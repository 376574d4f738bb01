/// An IRQ driven, transmit-only serial port and the logger on top of it
///
pub mod uart1 {
    use crate::interrupt;
    use crate::hal::{
        pac,
        prelude::*,
        serial::{
            Event,
            Serial,
        }
    };
    use heapless::spsc::{Consumer, Producer, Queue};
    use stm32f0xx_hal::gpio::{
        gpiob,
        Alternate,
        AF0,
    };

    const TX_Q_SIZE: usize = 256;

    static mut TX_Q_CONSUMER: Option<Consumer<u8, TX_Q_SIZE>> = None;
    static mut TX_Q_PRODUCER: Option<Producer<u8, TX_Q_SIZE>> = None;

    pub type TxPinType = gpiob::PB6<Alternate<AF0>>;
    pub type RxPinType = gpiob::PB7<Alternate<AF0>>;
    static mut SERIAL: Option<Serial<pac::USART1, TxPinType, RxPinType>> = None;

    pub struct Uart1Tx {}

    impl core::fmt::Write for Uart1Tx {
        fn write_str(&mut self, s: &str) -> Result<(), core::fmt::Error> {
            for b in s.bytes() {
                write_byte(b);
            }
            Ok(())
        }
    }

    /// Must be called once during application initialization, before the
    /// first write
    pub fn init(serial: Serial<pac::USART1, TxPinType, RxPinType>, irq_prio: u8) {
        let core = unsafe { pac::CorePeripherals::steal() };
        let mut nvic = core.NVIC;

        static mut TX_Q: Queue<u8, TX_Q_SIZE> = Queue::new();

        let (tx_q_producer, tx_q_consumer) = unsafe { TX_Q.split() };

        unsafe {
            TX_Q_PRODUCER = Some(tx_q_producer);
            TX_Q_CONSUMER = Some(tx_q_consumer);
            SERIAL = Some(serial);

            nvic.set_priority(pac::Interrupt::USART1, irq_prio);
            pac::NVIC::unmask(pac::Interrupt::USART1);
        }
    }

    /// Queue one byte. Never blocks: the byte is dropped if the queue is full.
    pub fn write_byte(b: u8) {
        cortex_m::interrupt::free(|_| {
            let tx_q_producer = unsafe { TX_Q_PRODUCER.as_mut().unwrap_unchecked() };
            let _ = tx_q_producer.enqueue(b);
            let serial = unsafe { SERIAL.as_mut().unwrap_unchecked() };
            serial.listen(Event::Txe);
        });
    }

    pub fn writer() -> Uart1Tx {
        Uart1Tx {}
    }

    #[interrupt]
    fn USART1() {
        let serial = unsafe { SERIAL.as_mut().unwrap_unchecked() };
        let tx_q_consumer = unsafe { TX_Q_CONSUMER.as_mut().unwrap_unchecked() };
        let usart1 = unsafe { pac::Peripherals::steal().USART1 };

        let isr = usart1.isr.read();
        if isr.txe().bit_is_set() {
            match tx_q_consumer.dequeue() {
                Some(b) => {
                    serial.write(b).ok();
                },
                None => {
                    // If the Q is empty, mask the TXE interrupt. It is re-enabled
                    // when data is written to the queue
                    serial.unlisten(Event::Txe);
                }
            }
        }
    }
}

pub mod logger {
    use core::fmt::Write;
    use log::{LevelFilter, Log, Metadata, Record};

    use super::uart1;

    struct SerialLogger;

    impl Log for SerialLogger {
        fn enabled(&self, metadata: &Metadata) -> bool {
            metadata.level() <= log::max_level()
        }

        fn log(&self, record: &Record) {
            if self.enabled(record.metadata()) {
                let mut w = uart1::writer();
                let _ = write!(w, "{:<5} {}\r\n", record.level(), record.args());
            }
        }

        fn flush(&self) {}
    }

    static LOGGER: SerialLogger = SerialLogger;

    /// Route the `log` macros to UART1. Call once, after `uart1::init`.
    pub fn init(level: LevelFilter) {
        // The M0 has no compare-and-swap, so the racy setters are the only
        // option. Nothing logs before this runs.
        unsafe {
            let _ = log::set_logger_racy(&LOGGER);
            log::set_max_level_racy(level);
        }
    }
}
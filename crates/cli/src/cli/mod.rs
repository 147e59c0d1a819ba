// SPDX-License-Identifier: MIT
// Copyright (c) 2026 Alfred Jean LLC

mod args;

use clap::{Parser, Subcommand, ValueEnum};

pub use args::{CredentialArgs, GlobalArgs};

/// Environment variable names read by the CLI.
pub mod vars {
    pub const ATRIUM_DATA_DIR: &str = "ATRIUM_DATA_DIR";
    pub const ATRIUM_SERVER: &str = "ATRIUM_SERVER";
    pub const ATRIUM_PASSWORD: &str = "ATRIUM_PASSWORD";
}

/// Parse a string that must not be empty or whitespace-only.
fn non_empty_string(s: &str) -> Result<String, String> {
    if s.trim().is_empty() {
        Err("cannot be empty".to_string())
    } else {
        Ok(s.to_string())
    }
}

/// Output format for commands supporting structured output.
#[derive(Clone, Copy, Debug, Default, PartialEq, Eq, ValueEnum)]
pub enum OutputFormat {
    #[default]
    Text,
    Json,
}

#[derive(Parser, Debug)]
#[command(name = "atrium")]
#[command(version = env!("CARGO_PKG_VERSION"))]
#[command(about = "Read and post to an Atrium message board from the terminal")]
#[command(
    long_about = "Read and post to an Atrium message board from the terminal.\n\n\
    Messages are cached locally so history stays readable while the server is unreachable."
)]
pub struct Cli {
    #[command(flatten)]
    pub global: GlobalArgs,

    #[command(subcommand)]
    pub command: Command,
}

#[derive(Subcommand, Debug)]
pub enum Command {
    /// Log in and remember the session
    #[command(after_help = "\
Examples:
  atrium login ana                     Prompt for the password on stdin
  atrium login ana --password s3cret   Pass the password inline
  atrium login ana --register          Create the account if it does not exist")]
    Login {
        username: String,

        #[command(flatten)]
        credentials: CredentialArgs,

        /// Register the account first if the server does not know it
        #[arg(long)]
        register: bool,

        /// Profile bio used when registering
        #[arg(long, default_value = "")]
        bio: String,
    },

    /// Create an account and log in
    Register {
        username: String,

        #[command(flatten)]
        credentials: CredentialArgs,

        /// Profile bio
        #[arg(long, default_value = "")]
        bio: String,
    },

    /// Forget the session and the local message cache
    Logout,

    /// Show session, connectivity and unread state
    Status {
        #[arg(long, short, value_enum, default_value_t = OutputFormat::Text)]
        output: OutputFormat,
    },

    /// Print cached messages, refreshing them when online
    #[command(after_help = "\
Examples:
  atrium history               Newest page of messages
  atrium history --older 2     Also page back twice
  atrium history -o json       Machine-readable output")]
    History {
        /// Number of older pages to fetch before printing
        #[arg(long, default_value_t = 0)]
        older: usize,

        /// Only print the most recent N messages
        #[arg(long, short = 'n')]
        limit: Option<usize>,

        #[arg(long, short, value_enum, default_value_t = OutputFormat::Text)]
        output: OutputFormat,
    },

    /// Post a message
    Send {
        #[arg(value_parser = non_empty_string)]
        text: String,
    },

    /// Mark every cached message as read
    Read,

    /// Stay online and print new messages until interrupted
    Watch {
        /// Messages of backlog to print on start
        #[arg(long, short = 'n', default_value_t = 20)]
        backlog: usize,
    },
}

#[cfg(test)]
#[path = "../cli_tests.rs"]
mod tests;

• • • • •

ASSIGNMENT: Set down all of the lines above without altering a word.

TASK OUTPUT:
repository 376574d4f738bb01
/// An IRQ driven, transmit-only serial port and the logger on top of it
///
pub mod uart1 {
    use crate::interrupt;
    use crate::hal::{
        pac,
        prelude::*,
        serial::{
            Event,
            Serial,
        }
    };
    use heapless::spsc::{Consumer, Producer, Queue};
    use stm32f0xx_hal::gpio::{
        gpiob,
        Alternate,
        AF0,
    };

    const TX_Q_SIZE: usize = 256;

    static mut TX_Q_CONSUMER: Option<Consumer<u8, TX_Q_SIZE>> = None;
    static mut TX_Q_PRODUCER: Option<Producer<u8, TX_Q_SIZE>> = None;

    pub type TxPinType = gpiob::PB6<Alternate<AF0>>;
    pub type RxPinType = gpiob::PB7<Alternate<AF0>>;
    static mut SERIAL: Option<Serial<pac::USART1, TxPinType, RxPinType>> = None;

    pub struct Uart1Tx {}

    impl core::fmt::Write for Uart1Tx {
        fn write_str(&mut self, s: &str) -> Result<(), core::fmt::Error> {
            for b in s.bytes() {
                write_byte(b);
            }
            Ok(())
        }
    }

    /// Must be called once during application initialization, before the
    /// first write
    pub fn init(serial: Serial<pac::USART1, TxPinType, RxPinType>, irq_prio: u8) {
        let core = unsafe { pac::CorePeripherals::steal() };
        let mut nvic = core.NVIC;

        static mut TX_Q: Queue<u8, TX_Q_SIZE> = Queue::new();

        let (tx_q_producer, tx_q_consumer) = unsafe { TX_Q.split() };

        unsafe {
            TX_Q_PRODUCER = Some(tx_q_producer);
            TX_Q_CONSUMER = Some(tx_q_consumer);
            SERIAL = Some(serial);

            nvic.set_priority(pac::Interrupt::USART1, irq_prio);
            pac::NVIC::unmask(pac::Interrupt::USART1);
        }
    }

    /// Queue one byte. Never blocks: the byte is dropped if the queue is full.
    pub fn write_byte(b: u8) {
        cortex_m::interrupt::free(|_| {
            let tx_q_producer = unsafe { TX_Q_PRODUCER.as_mut().unwrap_unchecked() };
            let _ = tx_q_producer.enqueue(b);
            let serial = unsafe { SERIAL.as_mut().unwrap_unchecked() };
            serial.listen(Event::Txe);
        });
    }

    pub fn writer() -> Uart1Tx {
        Uart1Tx {}
    }

    #[interrupt]
    fn USART1() {
        let serial = unsafe { SERIAL.as_mut().unwrap_unchecked() };
        let tx_q_consumer = unsafe { TX_Q_CONSUMER.as_mut().unwrap_unchecked() };
        let usart1 = unsafe { pac::Peripherals::steal().USART1 };

        let isr = usart1.isr.read();
        if isr.txe().bit_is_set() {
            match tx_q_consumer.dequeue() {
                Some(b) => {
                    serial.write(b).ok();
                },
                None => {
                    // If the Q is empty, mask the TXE interrupt. It is re-enabled
                    // when data is written to the queue
                    serial.unlisten(Event::Txe);
                }
            }
        }
    }
}

pub mod logger {
    use core::fmt::Write;
    use log::{LevelFilter, Log, Metadata, Record};

    use super::uart1;

    struct SerialLogger;

    impl Log for SerialLogger {
        fn enabled(&self, metadata: &Metadata) -> bool {
            metadata.level() <= log::max_level()
        }

        fn log(&self, record: &Record) {
            if self.enabled(record.metadata()) {
                let mut w = uart1::writer();
                let _ = write!(w, "{:<5} {}\r\n", record.level(), record.args());
            }
        }

        fn flush(&self) {}
    }

    static LOGGER: SerialLogger = SerialLogger;

    /// Route the `log` macros to UART1. Call once, after `uart1::init`.
    pub fn init(level: LevelFilter) {
        // The M0 has no compare-and-swap, so the racy setters are the only
        // option. Nothing logs before this runs.
        unsafe {
            let _ = log::set_logger_racy(&LOGGER);
            log::set_max_level_racy(level);
        }
    }
}
filename crates/cli/src/cli/mod.rs
repository 147e59c0d1a819ba
// SPDX-License-Identifier: MIT
// Copyright (c) 2026 Alfred Jean LLC

mod args;

use clap::{Parser, Subcommand, ValueEnum};

pub use args::{CredentialArgs, GlobalArgs};

/// Environment variable names read by the CLI.
pub mod vars {
    pub const ATRIUM_DATA_DIR: &str = "ATRIUM_DATA_DIR";
    pub const ATRIUM_SERVER: &str = "ATRIUM_SERVER";
    pub const ATRIUM_PASSWORD: &str = "ATRIUM_PASSWORD";
}

/// Parse a string that must not be empty or whitespace-only.
fn non_empty_string(s: &str) -> Result<String, String> {
    if s.trim().is_empty() {
        Err("cannot be empty".to_string())
    } else {
        Ok(s.to_string())
    }
}

/// Output format for commands supporting structured output.
#[derive(Clone, Copy, Debug, Default, PartialEq, Eq, ValueEnum)]
pub enum OutputFormat {
    #[default]
    Text,
    Json,
}

#[derive(Parser, Debug)]
#[command(name = "atrium")]
#[command(version = env!("CARGO_PKG_VERSION"))]
#[command(about = "Read and post to an Atrium message board from the terminal")]
#[command(
    long_about = "Read and post to an Atrium message board from the terminal.\n\n\
    Messages are cached locally so history stays readable while the server is unreachable."
)]
pub struct Cli {
    #[command(flatten)]
    pub global: GlobalArgs,

    #[command(subcommand)]
    pub command: Command,
}

#[derive(Subcommand, Debug)]
pub enum Command {
    /// Log in and remember the session
    #[command(after_help = "\
Examples:
  atrium login ana                     Prompt for the password on stdin
  atrium login ana --password s3cret   Pass the password inline
  atrium login ana --register          Create the account if it does not exist")]
    Login {
        username: String,

        #[command(flatten)]
        credentials: CredentialArgs,

        /// Register the account first if the server does not know it
        #[arg(long)]
        register: bool,

        /// Profile bio used when registering
        #[arg(long, default_value = "")]
        bio: String,
    },

    /// Create an account and log in
    Register {
        username: String,

        #[command(flatten)]
        credentials: CredentialArgs,

        /// Profile bio
        #[arg(long, default_value = "")]
        bio: String,
    },

    /// Forget the session and the local message cache
    Logout,

    /// Show session, connectivity and unread state
    Status {
        #[arg(long, short, value_enum, default_value_t = OutputFormat::Text)]
        output: OutputFormat,
    },

    /// Print cached messages, refreshing them when online
    #[command(after_help = "\
Examples:
  atrium history               Newest page of messages
  atrium history --older 2     Also page back twice
  atrium history -o json       Machine-readable output")]
    History {
        /// Number of older pages to fetch before printing
        #[arg(long, default_value_t = 0)]
        older: usize,

        /// Only print the most recent N messages
        #[arg(long, short = 'n')]
        limit: Option<usize>,

        #[arg(long, short, value_enum, default_value_t = OutputFormat::Text)]
        output: OutputFormat,
    },

    /// Post a message
    Send {
        #[arg(value_parser = non_empty_string)]
        text: String,
    },

    /// Mark every cached message as read
    Read,

    /// Stay online and print new messages until interrupted
    Watch {
        /// Messages of backlog to print on start
        #[arg(long, short = 'n', default_value_t = 20)]
        backlog: usize,
    },
}

#[cfg(test)]
#[path = "../cli_tests.rs"]
mod tests;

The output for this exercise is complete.